PROBLEM DETAILS: Read the data and repeat it in full, exactly.

DATA TO EXAMINE:
----

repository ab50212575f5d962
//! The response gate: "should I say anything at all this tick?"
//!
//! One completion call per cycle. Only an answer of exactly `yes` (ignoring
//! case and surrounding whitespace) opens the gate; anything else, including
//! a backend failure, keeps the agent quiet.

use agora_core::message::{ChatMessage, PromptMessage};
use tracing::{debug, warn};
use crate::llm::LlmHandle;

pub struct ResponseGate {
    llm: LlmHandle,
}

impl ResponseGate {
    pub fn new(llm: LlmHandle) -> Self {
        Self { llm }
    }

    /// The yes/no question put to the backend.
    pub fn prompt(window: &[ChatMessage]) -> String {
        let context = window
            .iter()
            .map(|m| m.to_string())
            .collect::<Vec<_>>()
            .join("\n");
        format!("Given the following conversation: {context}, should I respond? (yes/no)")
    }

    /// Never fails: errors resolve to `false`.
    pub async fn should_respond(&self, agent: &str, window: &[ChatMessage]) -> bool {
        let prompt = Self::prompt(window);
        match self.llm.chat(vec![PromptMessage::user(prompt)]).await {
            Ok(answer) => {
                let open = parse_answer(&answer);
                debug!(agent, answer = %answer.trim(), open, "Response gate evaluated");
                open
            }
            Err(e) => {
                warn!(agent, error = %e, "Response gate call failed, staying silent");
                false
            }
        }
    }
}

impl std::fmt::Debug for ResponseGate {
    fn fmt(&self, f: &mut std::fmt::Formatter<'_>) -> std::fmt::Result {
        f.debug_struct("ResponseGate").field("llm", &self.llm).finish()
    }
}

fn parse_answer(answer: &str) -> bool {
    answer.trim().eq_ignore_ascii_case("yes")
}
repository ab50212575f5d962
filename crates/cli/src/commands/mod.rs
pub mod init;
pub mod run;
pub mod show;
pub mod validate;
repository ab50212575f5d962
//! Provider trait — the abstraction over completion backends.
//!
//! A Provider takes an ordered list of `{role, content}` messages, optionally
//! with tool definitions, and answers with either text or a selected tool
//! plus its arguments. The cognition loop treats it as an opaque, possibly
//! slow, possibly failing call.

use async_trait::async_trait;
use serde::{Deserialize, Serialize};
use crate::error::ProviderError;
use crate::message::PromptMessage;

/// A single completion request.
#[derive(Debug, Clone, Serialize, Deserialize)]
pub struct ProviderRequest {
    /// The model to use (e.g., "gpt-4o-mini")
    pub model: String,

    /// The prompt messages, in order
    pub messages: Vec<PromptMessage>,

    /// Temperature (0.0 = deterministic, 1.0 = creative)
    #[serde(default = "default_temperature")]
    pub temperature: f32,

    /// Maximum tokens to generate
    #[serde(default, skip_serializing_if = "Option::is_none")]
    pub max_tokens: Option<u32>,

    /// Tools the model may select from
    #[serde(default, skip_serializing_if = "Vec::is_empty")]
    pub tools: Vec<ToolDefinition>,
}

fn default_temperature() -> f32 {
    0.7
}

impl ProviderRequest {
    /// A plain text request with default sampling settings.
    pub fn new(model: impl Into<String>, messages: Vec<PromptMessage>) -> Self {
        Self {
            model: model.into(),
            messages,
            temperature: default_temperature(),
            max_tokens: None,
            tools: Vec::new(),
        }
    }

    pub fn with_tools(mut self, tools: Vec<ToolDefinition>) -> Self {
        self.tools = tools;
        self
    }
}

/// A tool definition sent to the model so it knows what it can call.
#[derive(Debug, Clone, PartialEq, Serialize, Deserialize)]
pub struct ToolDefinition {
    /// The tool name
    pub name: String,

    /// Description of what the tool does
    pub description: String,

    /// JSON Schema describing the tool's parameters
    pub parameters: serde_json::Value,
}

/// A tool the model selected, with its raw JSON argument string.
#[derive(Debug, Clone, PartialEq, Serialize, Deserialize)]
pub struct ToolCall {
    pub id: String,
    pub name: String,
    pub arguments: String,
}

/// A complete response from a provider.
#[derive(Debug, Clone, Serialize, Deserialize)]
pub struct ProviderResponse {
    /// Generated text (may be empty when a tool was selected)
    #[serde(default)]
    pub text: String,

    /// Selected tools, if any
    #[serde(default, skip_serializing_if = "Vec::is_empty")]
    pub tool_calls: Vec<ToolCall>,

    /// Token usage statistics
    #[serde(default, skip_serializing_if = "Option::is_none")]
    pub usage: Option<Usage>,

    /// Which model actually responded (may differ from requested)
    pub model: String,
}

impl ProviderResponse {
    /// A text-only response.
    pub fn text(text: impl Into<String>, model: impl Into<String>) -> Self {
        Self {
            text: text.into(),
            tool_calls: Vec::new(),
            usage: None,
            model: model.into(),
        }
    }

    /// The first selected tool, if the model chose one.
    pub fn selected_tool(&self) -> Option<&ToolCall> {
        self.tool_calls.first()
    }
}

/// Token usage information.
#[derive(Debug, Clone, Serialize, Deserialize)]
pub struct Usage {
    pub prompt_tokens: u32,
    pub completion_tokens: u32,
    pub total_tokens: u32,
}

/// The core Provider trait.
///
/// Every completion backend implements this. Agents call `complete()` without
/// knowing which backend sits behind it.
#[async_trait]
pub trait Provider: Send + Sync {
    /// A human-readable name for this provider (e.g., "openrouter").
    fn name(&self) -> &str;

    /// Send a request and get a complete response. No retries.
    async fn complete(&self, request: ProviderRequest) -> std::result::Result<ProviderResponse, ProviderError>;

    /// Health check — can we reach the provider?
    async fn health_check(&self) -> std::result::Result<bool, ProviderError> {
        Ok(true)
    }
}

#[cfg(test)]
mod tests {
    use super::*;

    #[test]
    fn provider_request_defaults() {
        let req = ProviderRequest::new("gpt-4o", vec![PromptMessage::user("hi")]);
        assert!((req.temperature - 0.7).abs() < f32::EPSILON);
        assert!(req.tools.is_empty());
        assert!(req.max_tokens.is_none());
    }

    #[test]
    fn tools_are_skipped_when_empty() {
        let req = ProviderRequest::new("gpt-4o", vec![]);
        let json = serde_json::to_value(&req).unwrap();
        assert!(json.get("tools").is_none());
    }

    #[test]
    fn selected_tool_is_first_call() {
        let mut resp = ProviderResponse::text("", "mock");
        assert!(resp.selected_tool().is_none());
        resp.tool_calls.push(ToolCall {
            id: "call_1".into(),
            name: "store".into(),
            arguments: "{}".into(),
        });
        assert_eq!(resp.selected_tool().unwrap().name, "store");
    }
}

----

RESULT FOR THIS EXERCISE:
repository ab50212575f5d962
//! The response gate: "should I say anything at all this tick?"
//!
//! One completion call per cycle. Only an answer of exactly `yes` (ignoring
//! case and surrounding whitespace) opens the gate; anything else, including
//! a backend failure, keeps the agent quiet.

use agora_core::message::{ChatMessage, PromptMessage};
use tracing::{debug, warn};
use crate::llm::LlmHandle;

pub struct ResponseGate {
    llm: LlmHandle,
}

impl ResponseGate {
    pub fn new(llm: LlmHandle) -> Self {
        Self { llm }
    }

    /// The yes/no question put to the backend.
    pub fn prompt(window: &[ChatMessage]) -> String {
        let context = window
            .iter()
            .map(|m| m.to_string())
            .collect::<Vec<_>>()
            .join("\n");
        format!("Given the following conversation: {context}, should I respond? (yes/no)")
    }

    /// Never fails: errors resolve to `false`.
    pub async fn should_respond(&self, agent: &str, window: &[ChatMessage]) -> bool {
        let prompt = Self::prompt(window);
        match self.llm.chat(vec![PromptMessage::user(prompt)]).await {
            Ok(answer) => {
                let open = parse_answer(&answer);
                debug!(agent, answer = %answer.trim(), open, "Response gate evaluated");
                open
            }
            Err(e) => {
                warn!(agent, error = %e, "Response gate call failed, staying silent");
                false
            }
        }
    }
}

impl std::fmt::Debug for ResponseGate {
    fn fmt(&self, f: &mut std::fmt::Formatter<'_>) -> std::fmt::Result {
        f.debug_struct("ResponseGate").field("llm", &self.llm).finish()
    }
}

fn parse_answer(answer: &str) -> bool {
    answer.trim().eq_ignore_ascii_case("yes")
}
repository ab50212575f5d962
filename crates/cli/src/commands/mod.rs
pub mod init;
pub mod run;
pub mod show;
pub mod validate;
repository ab50212575f5d962
//! Provider trait — the abstraction over completion backends.
//!
//! A Provider takes an ordered list of `{role, content}` messages, optionally
//! with tool definitions, and answers with either text or a selected tool
//! plus its arguments. The cognition loop treats it as an opaque, possibly
//! slow, possibly failing call.

use async_trait::async_trait;
use serde::{Deserialize, Serialize};
use crate::error::ProviderError;
use crate::message::PromptMessage;

/// A single completion request.
#[derive(Debug, Clone, Serialize, Deserialize)]
pub struct ProviderRequest {
    /// The model to use (e.g., "gpt-4o-mini")
    pub model: String,

    /// The prompt messages, in order
    pub messages: Vec<PromptMessage>,

    /// Temperature (0.0 = deterministic, 1.0 = creative)
    #[serde(default = "default_temperature")]
    pub temperature: f32,

    /// Maximum tokens to generate
    #[serde(default, skip_serializing_if = "Option::is_none")]
    pub max_tokens: Option<u32>,

    /// Tools the model may select from
    #[serde(default, skip_serializing_if = "Vec::is_empty")]
    pub tools: Vec<ToolDefinition>,
}

fn default_temperature() -> f32 {
    0.7
}

impl ProviderRequest {
    /// A plain text request with default sampling settings.
    pub fn new(model: impl Into<String>, messages: Vec<PromptMessage>) -> Self {
        Self {
            model: model.into(),
            messages,
            temperature: default_temperature(),
            max_tokens: None,
            tools: Vec::new(),
        }
    }

    pub fn with_tools(mut self, tools: Vec<ToolDefinition>) -> Self {
        self.tools = tools;
        self
    }
}

/// A tool definition sent to the model so it knows what it can call.
#[derive(Debug, Clone, PartialEq, Serialize, Deserialize)]
pub struct ToolDefinition {
    /// The tool name
    pub name: String,

    /// Description of what the tool does
    pub description: String,

    /// JSON Schema describing the tool's parameters
    pub parameters: serde_json::Value,
}

/// A tool the model selected, with its raw JSON argument string.
#[derive(Debug, Clone, PartialEq, Serialize, Deserialize)]
pub struct ToolCall {
    pub id: String,
    pub name: String,
    pub arguments: String,
}

/// A complete response from a provider.
#[derive(Debug, Clone, Serialize, Deserialize)]
pub struct ProviderResponse {
    /// Generated text (may be empty when a tool was selected)
    #[serde(default)]
    pub text: String,

    /// Selected tools, if any
    #[serde(default, skip_serializing_if = "Vec::is_empty")]
    pub tool_calls: Vec<ToolCall>,

    /// Token usage statistics
    #[serde(default, skip_serializing_if = "Option::is_none")]
    pub usage: Option<Usage>,

    /// Which model actually responded (may differ from requested)
    pub model: String,
}

impl ProviderResponse {
    /// A text-only response.
    pub fn text(text: impl Into<String>, model: impl Into<String>) -> Self {
        Self {
            text: text.into(),
            tool_calls: Vec::new(),
            usage: None,
            model: model.into(),
        }
    }

    /// The first selected tool, if the model chose one.
    pub fn selected_tool(&self) -> Option<&ToolCall> {
        self.tool_calls.first()
    }
}

/// Token usage information.
#[derive(Debug, Clone, Serialize, Deserialize)]
pub struct Usage {
    pub prompt_tokens: u32,
    pub completion_tokens: u32,
    pub total_tokens: u32,
}

/// The core Provider trait.
///
/// Every completion backend implements this. Agents call `complete()` without
/// knowing which backend sits behind it.
#[async_trait]
pub trait Provider: Send + Sync {
    /// A human-readable name for this provider (e.g., "openrouter").
    fn name(&self) -> &str;

    /// Send a request and get a complete response. No retries.
    async fn complete(&self, request: ProviderRequest) -> std::result::Result<ProviderResponse, ProviderError>;

    /// Health check — can we reach the provider?
    async fn health_check(&self) -> std::result::Result<bool, ProviderError> {
        Ok(true)
    }
}

#[cfg(test)]
mod tests {
    use super::*;

    #[test]
    fn provider_request_defaults() {
        let req = ProviderRequest::new("gpt-4o", vec![PromptMessage::user("hi")]);
        assert!((req.temperature - 0.7).abs() < f32::EPSILON);
        assert!(req.tools.is_empty());
        assert!(req.max_tokens.is_none());
    }

    #[test]
    fn tools_are_skipped_when_empty() {
        let req = ProviderRequest::new("gpt-4o", vec![]);
        let json = serde_json::to_value(&req).unwrap();
        assert!(json.get("tools").is_none());
    }

    #[test]
    fn selected_tool_is_first_call() {
        let mut resp = ProviderResponse::text("", "mock");
        assert!(resp.selected_tool().is_none());
        resp.tool_calls.push(ToolCall {
            id: "call_1".into(),
            name: "store".into(),
            arguments: "{}".into(),
        });
        assert_eq!(resp.selected_tool().unwrap().name, "store");
    }
}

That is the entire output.